--- Records ---

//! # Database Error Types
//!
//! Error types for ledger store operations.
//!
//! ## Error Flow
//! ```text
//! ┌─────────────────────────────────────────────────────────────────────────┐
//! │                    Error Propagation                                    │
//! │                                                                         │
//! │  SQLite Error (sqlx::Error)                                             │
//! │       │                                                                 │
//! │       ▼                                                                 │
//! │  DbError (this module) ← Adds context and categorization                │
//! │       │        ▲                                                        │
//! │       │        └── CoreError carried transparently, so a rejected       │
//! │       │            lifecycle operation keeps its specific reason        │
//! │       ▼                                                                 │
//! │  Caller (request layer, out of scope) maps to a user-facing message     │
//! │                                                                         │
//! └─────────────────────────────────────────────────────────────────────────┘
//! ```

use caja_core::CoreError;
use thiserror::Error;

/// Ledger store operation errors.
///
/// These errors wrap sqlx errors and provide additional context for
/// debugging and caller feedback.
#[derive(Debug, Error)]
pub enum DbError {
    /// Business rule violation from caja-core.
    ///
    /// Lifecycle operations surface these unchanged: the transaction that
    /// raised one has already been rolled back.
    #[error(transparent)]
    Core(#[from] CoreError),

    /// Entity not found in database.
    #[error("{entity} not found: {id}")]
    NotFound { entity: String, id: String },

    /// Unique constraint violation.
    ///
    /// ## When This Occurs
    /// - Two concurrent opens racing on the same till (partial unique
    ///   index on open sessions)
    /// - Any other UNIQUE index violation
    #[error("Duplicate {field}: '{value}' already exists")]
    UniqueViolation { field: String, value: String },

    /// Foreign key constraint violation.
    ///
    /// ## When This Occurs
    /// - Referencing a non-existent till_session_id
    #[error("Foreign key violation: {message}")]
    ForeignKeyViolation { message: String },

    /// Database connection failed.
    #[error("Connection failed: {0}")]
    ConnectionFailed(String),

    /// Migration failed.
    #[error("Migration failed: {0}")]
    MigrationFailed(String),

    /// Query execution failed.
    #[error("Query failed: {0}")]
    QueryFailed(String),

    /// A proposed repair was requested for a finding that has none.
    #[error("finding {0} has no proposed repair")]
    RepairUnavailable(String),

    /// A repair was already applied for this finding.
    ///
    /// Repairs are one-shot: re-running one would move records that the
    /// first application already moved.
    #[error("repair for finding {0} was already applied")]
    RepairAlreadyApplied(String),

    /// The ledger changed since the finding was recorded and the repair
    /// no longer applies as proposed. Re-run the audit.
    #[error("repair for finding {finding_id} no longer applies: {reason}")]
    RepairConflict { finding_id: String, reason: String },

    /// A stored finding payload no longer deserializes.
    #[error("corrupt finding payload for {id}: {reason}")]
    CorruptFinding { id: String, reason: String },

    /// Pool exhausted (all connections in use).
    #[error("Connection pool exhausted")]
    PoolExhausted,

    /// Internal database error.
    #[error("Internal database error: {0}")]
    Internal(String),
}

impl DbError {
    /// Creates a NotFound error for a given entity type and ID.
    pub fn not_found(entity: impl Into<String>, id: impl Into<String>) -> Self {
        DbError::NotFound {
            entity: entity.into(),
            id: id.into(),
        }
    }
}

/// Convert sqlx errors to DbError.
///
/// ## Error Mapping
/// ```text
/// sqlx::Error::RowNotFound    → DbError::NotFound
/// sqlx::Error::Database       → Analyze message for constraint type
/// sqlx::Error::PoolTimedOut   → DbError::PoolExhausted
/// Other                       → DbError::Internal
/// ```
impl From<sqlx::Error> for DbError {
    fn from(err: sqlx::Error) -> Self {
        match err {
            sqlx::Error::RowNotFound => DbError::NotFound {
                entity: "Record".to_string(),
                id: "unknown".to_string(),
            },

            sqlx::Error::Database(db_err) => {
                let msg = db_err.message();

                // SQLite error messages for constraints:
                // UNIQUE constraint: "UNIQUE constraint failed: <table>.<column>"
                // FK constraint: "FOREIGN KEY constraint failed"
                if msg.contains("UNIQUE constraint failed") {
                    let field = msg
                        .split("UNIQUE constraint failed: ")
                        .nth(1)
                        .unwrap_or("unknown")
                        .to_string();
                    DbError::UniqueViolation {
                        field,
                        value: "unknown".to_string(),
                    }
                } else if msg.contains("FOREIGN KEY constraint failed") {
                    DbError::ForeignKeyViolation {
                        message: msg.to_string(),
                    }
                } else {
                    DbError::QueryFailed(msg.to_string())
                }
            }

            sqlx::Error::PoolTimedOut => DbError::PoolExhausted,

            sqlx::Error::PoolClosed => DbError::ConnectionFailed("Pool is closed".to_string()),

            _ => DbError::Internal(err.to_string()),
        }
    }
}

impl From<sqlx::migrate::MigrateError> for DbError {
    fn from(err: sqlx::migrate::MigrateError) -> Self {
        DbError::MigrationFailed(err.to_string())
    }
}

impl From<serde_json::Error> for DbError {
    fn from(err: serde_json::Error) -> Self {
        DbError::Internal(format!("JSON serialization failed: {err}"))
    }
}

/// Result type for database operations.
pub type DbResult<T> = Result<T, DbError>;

---

◆ Required action ◆
From the listing, copy each line containing the word "NotFound".

◆ Reply to the task ◆
    NotFound { entity: String, id: String },
    /// Creates a NotFound error for a given entity type and ID.
        DbError::NotFound {
/// sqlx::Error::RowNotFound    → DbError::NotFound
            sqlx::Error::RowNotFound => DbError::NotFound {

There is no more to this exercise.